Physical therapy may help with mild cases. Dogs with mild clinical signs of hip dysplasia may be adequately treated with physical therapy, nonsteroidal anti-inflammatory drugs (NSAIDs), hip and joint supplements, and safe exercise. Not only can physical therapy improve range of motion, but it can prevent obesity. Certain large and giant breeds (e.g., golden retrievers, great Danes, rottweilers, saint bernards, labrador retrievers, etc.) are more prone to hip dysplasia. Starting physical therapy and supplementation early can help prevent obesity and improve hind leg strength.

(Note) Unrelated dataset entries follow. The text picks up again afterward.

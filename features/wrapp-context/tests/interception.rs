use std::{cell::RefCell, rc::Rc};

use futures::executor::block_on;
use pretty_assertions::assert_eq;
use wrapp_context::{
    inject, interception::register_interceptor_provider, register_interceptor, BindingSpec, Context,
    ContextBindings, ContextTags, DynError, InjectedArgs, Injectable, Injection, InterceptionProxy,
    Interceptable, Interceptor, InterceptorBindingOptions, Instance, Provider, ResolutionOptions,
    Resolved, ValueOrPromise,
};

type Trace = Rc<RefCell<Vec<String>>>;

fn tracer(trace: &Trace, name: &'static str) -> Interceptor {
    let trace = trace.clone();
    Interceptor::from_fn(name, move |_, next| {
        trace.borrow_mut().push(format!("{name}:before"));
        let trace = trace.clone();
        next.call()?.map(move |value| {
            trace.borrow_mut().push(format!("{name}:after"));
            Ok(value)
        })
    })
}

struct Greeter {
    trace: Trace,
}

impl Interceptable for Greeter {
    fn class_interceptors(&self) -> Vec<Interceptor> {
        vec![tracer(&self.trace, "log")]
    }

    fn method_interceptors(&self, method: &str) -> Vec<Interceptor> {
        if method != "greet" {
            return Vec::new();
        }
        let trace = self.trace.clone();
        let convert_name = Interceptor::from_fn("convertName", move |invocation, next| {
            trace.borrow_mut().push("convertName:before".to_string());
            let name = invocation.arg_as::<String>(0)?;
            invocation.set_arg(0, Instance::new(name.to_uppercase()));
            let trace = trace.clone();
            next.call()?.map(move |value| {
                trace.borrow_mut().push("convertName:after".to_string());
                Ok(value)
            })
        });
        vec![convert_name, tracer(&self.trace, "log")]
    }

    fn methods(&self) -> &'static [&'static str] {
        &["greet", "farewell"]
    }

    fn invoke_method(&self, method: &str, args: &[Instance]) -> Resolved<Instance> {
        let name = args[0].downcast::<String>().map_err(wrapp_context::ContextError::other)?;
        let text = match method {
            "greet" => format!("Hello, {name}"),
            _ => format!("Bye, {name}"),
        };
        self.trace.borrow_mut().push(text.clone());
        Ok(ValueOrPromise::Value(Instance::new(text)))
    }
}

fn proxy(ctx: &Context, key: &str) -> Rc<InterceptionProxy> {
    ctx.get_sync_with(key, ResolutionOptions::default().as_proxy())
        .unwrap()
        .unwrap()
        .downcast::<InterceptionProxy>()
        .unwrap()
}

#[test]
fn method_interceptors_run_inside_class_interceptors_once() {
    let ctx = Context::new("app");
    let trace = Trace::default();
    ctx.bind("greeter")
        .unwrap()
        .to_instance(Instance::interceptable(Greeter { trace: trace.clone() }));

    let greeting = block_on(proxy(&ctx, "greeter").invoke_as::<String>("greet", vec![Instance::new(
        "John".to_string(),
    )]))
    .unwrap();

    assert_eq!(*greeting, "Hello, JOHN");
    assert_eq!(
        *trace.borrow(),
        vec![
            "convertName:before",
            "log:before",
            "Hello, JOHN",
            "log:after",
            "convertName:after"
        ]
    );

    trace.borrow_mut().clear();
    let farewell = block_on(proxy(&ctx, "greeter").invoke_as::<String>("farewell", vec![Instance::new(
        "John".to_string(),
    )]))
    .unwrap();
    assert_eq!(*farewell, "Bye, John");
    assert_eq!(*trace.borrow(), vec!["log:before", "Bye, John", "log:after"]);
}

#[test]
fn global_interceptors_run_first_in_group_order() {
    let ctx = Context::new("app");
    let trace = Trace::default();
    ctx.bind(ContextBindings::GLOBAL_INTERCEPTOR_ORDERED_GROUPS)
        .unwrap()
        .to(vec!["auth".to_string(), "metrics".to_string()]);
    for (name, group) in [("metrics", "metrics"), ("auth", "auth")] {
        register_interceptor(
            &ctx,
            tracer(&trace, name),
            InterceptorBindingOptions {
                group: Some(group.to_string()),
                ..Default::default()
            },
        )
        .unwrap();
    }
    let local = register_interceptor(&ctx, tracer(&trace, "local"), Default::default()).unwrap();
    assert!(!local.has_tag(ContextTags::GLOBAL_INTERCEPTOR));
    ctx.bind("greeter")
        .unwrap()
        .to_instance(Instance::interceptable(Greeter { trace: trace.clone() }));

    block_on(proxy(&ctx, "greeter").invoke("farewell", vec![Instance::new("Jane".to_string())]))
        .unwrap();
    assert_eq!(
        *trace.borrow(),
        vec![
            "auth:before",
            "metrics:before",
            "log:before",
            "Bye, Jane",
            "log:after",
            "metrics:after",
            "auth:after"
        ]
    );
}

struct AuditProvider {
    prefix: Rc<String>,
    trace: Rc<Trace>,
}

impl Injectable for AuditProvider {
    fn parameters() -> Vec<Option<Injection>> {
        vec![Some(inject("audit.prefix")), Some(inject("audit.trace"))]
    }

    fn binding_spec() -> BindingSpec {
        BindingSpec::default().tag(ContextTags::GLOBAL_INTERCEPTOR)
    }

    fn construct(args: InjectedArgs) -> Result<Self, DynError> {
        Ok(AuditProvider {
            prefix: args.required(0)?,
            trace: args.required(1)?,
        })
    }
}

impl Provider for AuditProvider {
    type Value = Interceptor;

    fn value(&self) -> Resolved<Interceptor> {
        let prefix = self.prefix.clone();
        let trace = self.trace.clone();
        Ok(ValueOrPromise::Value(Interceptor::from_fn("audit", move |invocation, next| {
            trace
                .borrow_mut()
                .push(format!("{prefix}{}", invocation.target_name()));
            next.call()
        })))
    }
}

#[test]
fn provided_interceptors_are_resolved_per_invocation() {
    let ctx = Context::new("app");
    let trace = Trace::default();
    ctx.bind("audit.prefix").unwrap().to("audit:".to_string());
    ctx.bind("audit.trace").unwrap().to(trace.clone());
    let binding = register_interceptor_provider::<AuditProvider>(&ctx, Default::default()).unwrap();
    assert_eq!(binding.key(), "globalInterceptors.AuditProvider");

    ctx.bind("greeter")
        .unwrap()
        .to_instance(Instance::interceptable(Greeter { trace: trace.clone() }));
    let greeter = proxy(&ctx, "greeter");
    block_on(greeter.invoke("farewell", vec![Instance::new("Ann".to_string())])).unwrap();
    ctx.bind("audit.prefix").unwrap().to("again:".to_string());
    block_on(greeter.invoke("farewell", vec![Instance::new("Ann".to_string())])).unwrap();

    let audits: Vec<_> = trace
        .borrow()
        .iter()
        .filter(|entry| entry.contains("Greeter.prototype"))
        .cloned()
        .collect();
    assert_eq!(
        audits,
        vec!["audit:Greeter.prototype.farewell", "again:Greeter.prototype.farewell"]
    );
}

#[test]
fn invocation_contexts_are_closed_after_the_call() {
    let ctx = Context::new("app");
    let seen = Rc::new(RefCell::new(None));
    let captured = seen.clone();
    register_interceptor(
        &ctx,
        Interceptor::from_fn("capture", move |invocation, next| {
            *captured.borrow_mut() = Some(invocation.context().clone());
            next.call()
        }),
        InterceptorBindingOptions {
            global: Some(true),
            ..Default::default()
        },
    )
    .unwrap();
    ctx.bind("greeter").unwrap().to_instance(Instance::interceptable(Greeter {
        trace: Trace::default(),
    }));

    block_on(proxy(&ctx, "greeter").invoke("greet", vec![Instance::new("Bo".to_string())])).unwrap();
    let invocation_ctx = seen.borrow().clone().unwrap();
    assert!(invocation_ctx.is_closed());
    assert!(invocation_ctx.name().starts_with("invocation"));
}
//! Constructor and property injection.
//!
//! Every injected slot is resolved with its own fork of the session. The result
//! stays synchronous if every slot is, otherwise all slots are awaited together.

use std::{any::type_name, rc::Rc};

use crate::{
    binding::ResolutionOptions,
    context::Context,
    errors::ContextError,
    factories::ClassConstructor,
    injection::{BindingSelector, Injection, InjectionMember},
    resolution_session::ResolutionSession,
    types::Instance,
    value_promise::{resolve_list, Resolved, ValueOrPromise},
    view::ContextView,
};

pub mod getter;
pub mod inject;

/// Creates an instance of `class`: resolve constructor arguments, construct,
/// resolve properties, assign them
pub fn instantiate_class(
    class: &ClassConstructor,
    ctx: &Context,
    session: Option<&ResolutionSession>,
    non_injected_args: Vec<Instance>,
) -> Resolved<Instance> {
    tracing::debug!(class = class.name(), context = ctx.name(), "Instantiating class");
    let args = resolve_injected_arguments(class, ctx, session, non_injected_args)?;

    let class = class.clone();
    let ctx = ctx.clone();
    let session = session.cloned();
    args.then(move |args| {
        let object = class
            .construct(InjectedArgs::new(class.name(), args))
            .map_err(ContextError::from_dyn)?;
        let properties = resolve_injected_properties(&class, &ctx, session.as_ref())?;
        properties.map(move |properties| {
            let mut object = object;
            for (name, value) in properties {
                class
                    .assign(&mut *object, &name, value)
                    .map_err(ContextError::from_dyn)?;
            }
            class.finish(object)
        })
    })
}

/// Resolves the constructor arguments of `class`.
///
/// Slots without an injection take the next value of `non_injected_args`; a slot
/// with neither fails with [ContextError::Injection].
pub fn resolve_injected_arguments(
    class: &ClassConstructor,
    ctx: &Context,
    session: Option<&ResolutionSession>,
    non_injected_args: Vec<Instance>,
) -> Resolved<Vec<Option<Instance>>> {
    let mut extra_args = non_injected_args.into_iter();
    let mut slots = Vec::new();

    for (index, parameter) in class.parameters().into_iter().enumerate() {
        let slot = match parameter {
            Some(injection) => {
                let injection = injection.at(class.name(), InjectionMember::Constructor(index));
                let session = ResolutionSession::fork_or_new(session);
                resolve_injection(ctx, Rc::new(injection), Some(&session))
            }
            None => match extra_args.next() {
                Some(value) => Ok(ValueOrPromise::Value(Some(value))),
                None => {
                    let target = format!("{}.constructor[{index}]", class.name());
                    return Err(ContextError::Injection {
                        message: format!(
                            "The argument '{target}' is not decorated for dependency injection but no value was supplied"
                        ),
                        target,
                    });
                }
            },
        };
        slots.push(slot);
    }

    resolve_list(slots)
}

/// Resolves the injected properties of `class` as `(name, value)` pairs
pub fn resolve_injected_properties(
    class: &ClassConstructor,
    ctx: &Context,
    session: Option<&ResolutionSession>,
) -> Resolved<Vec<(String, Option<Instance>)>> {
    let slots = class.properties().into_iter().map(|(name, injection)| {
        let injection = injection.at(class.name(), InjectionMember::Property(name.to_string()));
        let session = ResolutionSession::fork_or_new(session);
        let name = name.to_string();
        resolve_injection(ctx, Rc::new(injection), Some(&session))?.map(move |value| Ok((name, value)))
    });
    resolve_list(slots)
}

/// Resolves a single injection inside its own session frame.
///
/// Custom resolvers take precedence. Keys resolve through the context, filters
/// through a [ContextView] sorted by the injection's comparator.
pub fn resolve_injection(
    ctx: &Context,
    injection: Rc<Injection>,
    session: Option<&ResolutionSession>,
) -> Resolved<Option<Instance>> {
    ResolutionSession::run_with_injection(
        |session| {
            if let Some(resolve) = &injection.resolve {
                return resolve(ctx, &injection, session);
            }
            match &injection.selector {
                Some(BindingSelector::Key(key)) => ctx.get_value_or_promise(
                    key.as_str(),
                    ResolutionOptions {
                        session: Some(session.clone()),
                        optional: injection.metadata.optional,
                        as_proxy_with_interceptors: injection.metadata.as_proxy_with_interceptors,
                    },
                ),
                Some(BindingSelector::Filter(_)) => resolve_values_by_filter(ctx, &injection, session),
                None => Err(ContextError::Injection {
                    target: injection.target_name(),
                    message: "The injection has neither a binding selector nor a resolver".to_string(),
                }),
            }
        },
        injection.clone(),
        session,
    )
}

/// Resolves every binding matching the injection's filter into a `Vec<Instance>`
pub(crate) fn resolve_values_by_filter(
    ctx: &Context,
    injection: &Injection,
    session: &ResolutionSession,
) -> Resolved<Option<Instance>> {
    let Some(filter) = injection.filter() else {
        return Err(ContextError::Injection {
            target: injection.target_name(),
            message: "A binding filter is required".to_string(),
        });
    };
    let view = ContextView::new(ctx, filter.clone(), injection.metadata.binding_comparator.clone());
    view.resolve(Some(session))?
        .map(|values| Ok(Some(Instance::new(values))))
}

/// Resolved constructor arguments, handed to [crate::Injectable::construct]
#[derive(Debug, Clone)]
pub struct InjectedArgs {
    class: &'static str,
    values: Vec<Option<Instance>>,
}

impl InjectedArgs {
    pub fn new(class: &'static str, values: Vec<Option<Instance>>) -> Self {
        InjectedArgs { class, values }
    }

    pub fn len(&self) -> usize {
        self.values.len()
    }

    pub fn is_empty(&self) -> bool {
        self.values.is_empty()
    }

    pub fn get(&self, index: usize) -> Option<&Instance> {
        self.values.get(index).and_then(Option::as_ref)
    }

    /// The argument at `index`, failing if it is absent
    pub fn instance(&self, index: usize) -> Result<Instance, ContextError> {
        self.get(index).cloned().ok_or_else(|| ContextError::Injection {
            target: format!("{}.constructor[{index}]", self.class),
            message: "The argument resolved to no value".to_string(),
        })
    }

    pub fn required<T: 'static>(&self, index: usize) -> Result<Rc<T>, ContextError> {
        downcast(&self.instance(index)?)
    }

    pub fn optional<T: 'static>(&self, index: usize) -> Result<Option<Rc<T>>, ContextError> {
        self.get(index).map(downcast).transpose()
    }
}

pub(crate) fn downcast<T: 'static>(instance: &Instance) -> Result<Rc<T>, ContextError> {
    instance
        .downcast::<T>()
        .map_err(|actual_type| ContextError::DowncastFailed {
            required_type: type_name::<T>(),
            actual_type,
        })
}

Hip and joint supplementation is recommended in most cases. High-quality hip and joint supplementation can help reduce symptoms and improve bone and muscle health in dogs suffering from hip dysplasia. Certain critical vitamins and minerals like glucosamine sulfate, vitamin C, MSM, Angelica sinensis, and fatty acids have all been shown to improve symptoms, boost quality of life, and help prevent atrophy and bone degeneration in dogs.
How Can You Prevent Dog Hip Displaysia?
If you have a large breed dog — like a German Shepherd — who could develop hip dysplasia (and arthritis to go along with it), there are some things that you can do to give him or her a better life.
- Do not overfeed your dog. The best thing that you can do for your dog is to keep him or her at a healthy weight. Overweight dogs struggle to do many things, especially when they have problems. An overweight dog will put that much more pressure on his or her already damaged hip joints!
- Feed your puppy a large breed puppy food. This will ensure that your puppy grows at a slower rate so that his or her bones can keep up. If fed regular puppy food, he or she may grow too fast and have more problems in the future.
- Restrict his or her activity. Though you want your puppy to be able to play outside and live a full life, you may need to restrict the activity to a point, especially if he or she has hips that aren't the best.
If you own a large breed dog, you should do whatever you can to keep him or her at a healthy weight. You also need to make sure that you monitor his or her activity. You may also want to have your veterinarian check your dog's hips when spayed or neutered. He or she will be able to feel if there is instability in that joint, which could lead to dysplasia down the line!
Dog Hip Displaysia FAQs
What are the first signs of hip dysplasia in dogs?
The first thing that most people notice is that their dog doesn't get up as easily as he or she used to. Their dog may not want to jump and play like normal, because it hurts.
How long can dogs live with hip dysplasia?
Dogs can live a relatively normal life with hip dysplasia. They may get weaker and weaker in the back end, so their lives may be a little shorter, but they should be able to live a decent life, as long as their owners are willing to help them and are faithful about giving them medications for pain.
Can dog hip dysplasia heal on its own?
Hip dysplasia doesn't heal on its own. However, a dog can live with it, with assistance.